Problem requirements: Go through the entries below and tally the lines holding "homogeneous"; please reply with the number only.

Material for this task:
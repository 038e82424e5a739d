//! Rigid poses and homogeneous 3×4 transforms.
//!
//! Scene graphs compose raw transform stacks as [`Transform`] (a 3×3 block
//! that may carry scale, plus a translation column). Joint origins, link
//! frames and geometry placements are stored as [`Pose`], which is always a
//! unit quaternion plus a position. Converting a `Transform` to a `Pose`
//! discards scale; [`Transform::decompose`] recovers it separately.

use nalgebra::{Matrix3, Quaternion, Unit, UnitQuaternion, Vector3};
use tracing::warn;

#[cfg(feature = "serde")]
use serde::{Deserialize, Serialize};

/// Squared quaternion norm below which a rotation is treated as degenerate.
const DEGENERATE_NORM_SQUARED: f64 = 1e-20;

/// A rigid transform: rotation followed by translation.
#[derive(Debug, Clone, Copy, PartialEq)]
#[cfg_attr(feature = "serde", derive(Serialize, Deserialize))]
pub struct Pose {
    /// Translation in meters.
    pub position: Vector3<f64>,
    /// Orientation.
    pub rotation: UnitQuaternion<f64>,
}

impl Default for Pose {
    fn default() -> Self {
        Self::identity()
    }
}

impl Pose {
    /// The identity pose.
    #[must_use]
    pub fn identity() -> Self {
        Self {
            position: Vector3::zeros(),
            rotation: UnitQuaternion::identity(),
        }
    }

    /// Create a pose from a position and rotation.
    #[must_use]
    pub fn new(position: Vector3<f64>, rotation: UnitQuaternion<f64>) -> Self {
        Self { position, rotation }
    }

    /// A pure translation.
    #[must_use]
    pub fn from_translation(position: Vector3<f64>) -> Self {
        Self {
            position,
            rotation: UnitQuaternion::identity(),
        }
    }

    /// A pure rotation of `angle` radians about `axis`.
    #[must_use]
    pub fn from_axis_angle(axis: Vector3<f64>, angle: f64) -> Self {
        Self {
            position: Vector3::zeros(),
            rotation: quat_from_axis_angle(axis, angle),
        }
    }

    /// Compose `self` after `other`: the result maps `other`'s child frame
    /// into `self`'s parent frame.
    #[must_use]
    pub fn mul(&self, other: &Self) -> Self {
        Self {
            position: self.rotation * other.position + self.position,
            rotation: renormalize(self.rotation.into_inner() * other.rotation.into_inner()),
        }
    }

    /// The inverse pose, so that `p.mul(&p.inverse())` is identity.
    #[must_use]
    pub fn inverse(&self) -> Self {
        let rotation = self.rotation.inverse();
        Self {
            position: -(rotation * self.position),
            rotation,
        }
    }

    /// Apply this pose to a point.
    #[must_use]
    pub fn transform_point(&self, p: &Vector3<f64>) -> Vector3<f64> {
        self.rotation * p + self.position
    }

    /// Rotate a direction without translating it.
    #[must_use]
    pub fn rotate_vector(&self, v: &Vector3<f64>) -> Vector3<f64> {
        self.rotation * v
    }

    /// Whether both parts are within `eps` of identity.
    #[must_use]
    pub fn is_identity(&self, eps: f64) -> bool {
        self.position.norm() <= eps && self.rotation.angle() <= eps
    }

    /// Convert to a homogeneous transform.
    #[must_use]
    pub fn to_transform(&self) -> Transform {
        Transform {
            matrix: self.rotation.to_rotation_matrix().into_inner(),
            translation: self.position,
        }
    }

    /// Convert a homogeneous transform, dropping any scale or shear.
    #[must_use]
    pub fn from_transform(t: &Transform) -> Self {
        Self {
            position: t.translation,
            rotation: quat_from_matrix(&t.matrix),
        }
    }
}

/// A 3×4 homogeneous transform: linear block plus translation column.
#[derive(Debug, Clone, Copy, PartialEq)]
#[cfg_attr(feature = "serde", derive(Serialize, Deserialize))]
pub struct Transform {
    /// Rotation and scale block.
    pub matrix: Matrix3<f64>,
    /// Translation column.
    pub translation: Vector3<f64>,
}

impl Default for Transform {
    fn default() -> Self {
        Self::identity()
    }
}

impl Transform {
    /// The identity transform.
    #[must_use]
    pub fn identity() -> Self {
        Self {
            matrix: Matrix3::identity(),
            translation: Vector3::zeros(),
        }
    }

    /// Create a transform from its linear block and translation.
    #[must_use]
    pub fn new(matrix: Matrix3<f64>, translation: Vector3<f64>) -> Self {
        Self {
            matrix,
            translation,
        }
    }

    /// A pure translation.
    #[must_use]
    pub fn from_translation(translation: Vector3<f64>) -> Self {
        Self {
            matrix: Matrix3::identity(),
            translation,
        }
    }

    /// A rotation of `angle` radians about `axis`. A zero axis yields identity.
    #[must_use]
    pub fn from_axis_angle(axis: Vector3<f64>, angle: f64) -> Self {
        Self {
            matrix: quat_from_axis_angle(axis, angle)
                .to_rotation_matrix()
                .into_inner(),
            translation: Vector3::zeros(),
        }
    }

    /// A non-uniform scale.
    #[must_use]
    pub fn from_scale(scale: Vector3<f64>) -> Self {
        Self {
            matrix: Matrix3::from_diagonal(&scale),
            translation: Vector3::zeros(),
        }
    }

    /// Build from 16 row-major values, scaling the translation by `unit`.
    ///
    /// The bottom row is ignored.
    #[must_use]
    pub fn from_row_major(m: &[f64; 16], unit: f64) -> Self {
        Self {
            matrix: Matrix3::new(m[0], m[1], m[2], m[4], m[5], m[6], m[8], m[9], m[10]),
            translation: Vector3::new(m[3], m[7], m[11]) * unit,
        }
    }

    /// Compose `self` after `other`.
    #[must_use]
    pub fn mul(&self, other: &Self) -> Self {
        Self {
            matrix: self.matrix * other.matrix,
            translation: self.matrix * other.translation + self.translation,
        }
    }

    /// The inverse transform. A singular linear block inverts as its transpose.
    #[must_use]
    pub fn inverse(&self) -> Self {
        let matrix = self.matrix.try_inverse().unwrap_or_else(|| {
            warn!(
                determinant = self.matrix.determinant(),
                "singular transform, inverting with the transpose"
            );
            self.matrix.transpose()
        });
        Self {
            matrix,
            translation: -(matrix * self.translation),
        }
    }

    /// Apply this transform to a point.
    #[must_use]
    pub fn transform_point(&self, p: &Vector3<f64>) -> Vector3<f64> {
        self.matrix * p + self.translation
    }

    /// Split into a rigid pose and per-axis scale (column norms of the linear block).
    ///
    /// A zero column keeps a scale of zero and contributes no rotation.
    #[must_use]
    pub fn decompose(&self) -> (Pose, Vector3<f64>) {
        let mut scale = Vector3::zeros();
        let mut rotation = self.matrix;
        for c in 0..3 {
            let n = self.matrix.column(c).norm();
            scale[c] = n;
            if n > 0.0 {
                rotation.set_column(c, &(self.matrix.column(c) / n));
            }
        }
        let pose = Pose {
            position: self.translation,
            rotation: quat_from_matrix(&rotation),
        };
        (pose, scale)
    }
}

impl From<Pose> for Transform {
    fn from(p: Pose) -> Self {
        p.to_transform()
    }
}

/// Quaternion for a rotation of `angle` radians about `axis`.
///
/// The axis need not be normalized; a zero axis yields identity.
#[must_use]
pub fn quat_from_axis_angle(axis: Vector3<f64>, angle: f64) -> UnitQuaternion<f64> {
    let n = axis.norm();
    if n <= 0.0 {
        return UnitQuaternion::identity();
    }
    UnitQuaternion::from_axis_angle(&Unit::new_unchecked(axis / n), angle)
}

/// Quaternion from the rotation part of a 3×3 matrix.
///
/// Uses the trace branch of largest magnitude and renormalizes the result,
/// so a matrix carrying mild scale still yields a unit quaternion.
#[must_use]
pub fn quat_from_matrix(m: &Matrix3<f64>) -> UnitQuaternion<f64> {
    let tr = m[(0, 0)] + m[(1, 1)] + m[(2, 2)];
    let (w, x, y, z) = if tr > 0.0 {
        let s = (tr + 1.0).sqrt() * 2.0;
        (
            0.25 * s,
            (m[(2, 1)] - m[(1, 2)]) / s,
            (m[(0, 2)] - m[(2, 0)]) / s,
            (m[(1, 0)] - m[(0, 1)]) / s,
        )
    } else if m[(0, 0)] > m[(1, 1)] && m[(0, 0)] > m[(2, 2)] {
        let s = (1.0 + m[(0, 0)] - m[(1, 1)] - m[(2, 2)]).sqrt() * 2.0;
        (
            (m[(2, 1)] - m[(1, 2)]) / s,
            0.25 * s,
            (m[(0, 1)] + m[(1, 0)]) / s,
            (m[(0, 2)] + m[(2, 0)]) / s,
        )
    } else if m[(1, 1)] > m[(2, 2)] {
        let s = (1.0 + m[(1, 1)] - m[(0, 0)] - m[(2, 2)]).sqrt() * 2.0;
        (
            (m[(0, 2)] - m[(2, 0)]) / s,
            (m[(0, 1)] + m[(1, 0)]) / s,
            0.25 * s,
            (m[(1, 2)] + m[(2, 1)]) / s,
        )
    } else {
        let s = (1.0 + m[(2, 2)] - m[(0, 0)] - m[(1, 1)]).sqrt() * 2.0;
        (
            (m[(1, 0)] - m[(0, 1)]) / s,
            (m[(0, 2)] + m[(2, 0)]) / s,
            (m[(1, 2)] + m[(2, 1)]) / s,
            0.25 * s,
        )
    };
    renormalize(Quaternion::new(w, x, y, z))
}

fn renormalize(q: Quaternion<f64>) -> UnitQuaternion<f64> {
    if q.norm_squared() < DEGENERATE_NORM_SQUARED || !q.norm_squared().is_finite() {
        UnitQuaternion::identity()
    } else {
        UnitQuaternion::new_normalize(q)
    }
}

#[cfg(test)]
#[allow(clippy::unwrap_used, clippy::expect_used)]
mod tests {
    use super::*;
    use approx::assert_relative_eq;
    use std::f64::consts::{FRAC_PI_2, PI};

    fn sample_poses() -> Vec<Pose> {
        let mut poses = Vec::new();
        for i in 0..12 {
            let t = f64::from(i);
            let axis = Vector3::new(t.sin(), (0.7 * t).cos(), 0.3 + 0.1 * t);
            poses.push(Pose::new(
                Vector3::new(t, -0.5 * t, 2.0 - t),
                quat_from_axis_angle(axis, 0.37 * t - 1.5),
            ));
        }
        poses
    }

    #[test]
    fn test_pose_times_inverse_is_identity() {
        for p in sample_poses() {
            let id = p.mul(&p.inverse());
            assert_relative_eq!(id.position.norm(), 0.0, epsilon = 1e-9);
            assert_relative_eq!(id.rotation.angle(), 0.0, epsilon = 1e-9);
            let id = p.inverse().mul(&p);
            assert!(id.is_identity(1e-9));
        }
    }

    #[test]
    fn test_quat_from_matrix_is_unit() {
        for p in sample_poses() {
            let m = p.rotation.to_rotation_matrix().into_inner();
            let q = quat_from_matrix(&m);
            assert_relative_eq!(q.into_inner().norm(), 1.0, epsilon = 1e-9);
            assert_relative_eq!(q.angle_to(&p.rotation), 0.0, epsilon = 1e-9);
        }
        // Half-turns exercise the non-trace branches.
        for axis in [Vector3::x(), Vector3::y(), Vector3::z()] {
            let m = quat_from_axis_angle(axis, PI).to_rotation_matrix().into_inner();
            let q = quat_from_matrix(&m);
            assert_relative_eq!(q.into_inner().norm(), 1.0, epsilon = 1e-9);
            assert_relative_eq!(q.angle(), PI, epsilon = 1e-9);
        }
    }

    #[test]
    fn test_composition_order() {
        let translate = Pose::from_translation(Vector3::new(1.0, 0.0, 0.0));
        let rotate = Pose::from_axis_angle(Vector3::z(), FRAC_PI_2);
        let p = rotate.mul(&translate).transform_point(&Vector3::zeros());
        assert_relative_eq!(p, Vector3::new(0.0, 1.0, 0.0), epsilon = 1e-12);
        let p = translate.mul(&rotate).transform_point(&Vector3::zeros());
        assert_relative_eq!(p, Vector3::new(1.0, 0.0, 0.0), epsilon = 1e-12);
    }

    #[test]
    fn test_zero_axis_is_identity() {
        let q = quat_from_axis_angle(Vector3::zeros(), 1.0);
        assert_relative_eq!(q.angle(), 0.0);
    }

    #[test]
    fn test_transform_matches_pose() {
        for p in sample_poses() {
            let t = p.to_transform();
            let v = Vector3::new(0.3, -1.2, 4.0);
            assert_relative_eq!(t.transform_point(&v), p.transform_point(&v), epsilon = 1e-9);
            let back = Pose::from_transform(&t.inverse().inverse());
            assert_relative_eq!(back.position, p.position, epsilon = 1e-9);
        }
    }

    #[test]
    fn test_decompose_scale() {
        let rot = Transform::from_axis_angle(Vector3::new(1.0, 1.0, 0.0), 0.8);
        let t = Transform::from_translation(Vector3::new(1.0, 2.0, 3.0))
            .mul(&rot)
            .mul(&Transform::from_scale(Vector3::new(2.0, 3.0, 0.5)));
        let (pose, scale) = t.decompose();
        assert_relative_eq!(scale, Vector3::new(2.0, 3.0, 0.5), epsilon = 1e-9);
        assert_relative_eq!(pose.position, Vector3::new(1.0, 2.0, 3.0), epsilon = 1e-12);
        assert_relative_eq!(pose.rotation.angle(), 0.8, epsilon = 1e-9);
    }

    #[test]
    fn test_singular_inverse_uses_transpose() {
        let t = Transform::new(
            Matrix3::new(0.0, 1.0, 0.0, 0.0, 0.0, 0.0, 0.0, 0.0, 2.0),
            Vector3::new(1.0, 2.0, 3.0),
        );
        let inv = t.inverse();
        assert_relative_eq!(inv.matrix, t.matrix.transpose());
        assert_relative_eq!(inv.translation, -(t.matrix.transpose() * t.translation));
    }

    #[test]
    fn test_row_major_matrix() {
        let m = [
            0.0, -1.0, 0.0, 10.0, //
            1.0, 0.0, 0.0, 20.0, //
            0.0, 0.0, 1.0, 30.0, //
            0.0, 0.0, 0.0, 1.0,
        ];
        let t = Transform::from_row_major(&m, 0.01);
        let p = t.transform_point(&Vector3::new(1.0, 0.0, 0.0));
        assert_relative_eq!(p, Vector3::new(0.1, 1.2, 0.3), epsilon = 1e-12);
    }
}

Exercise output: 4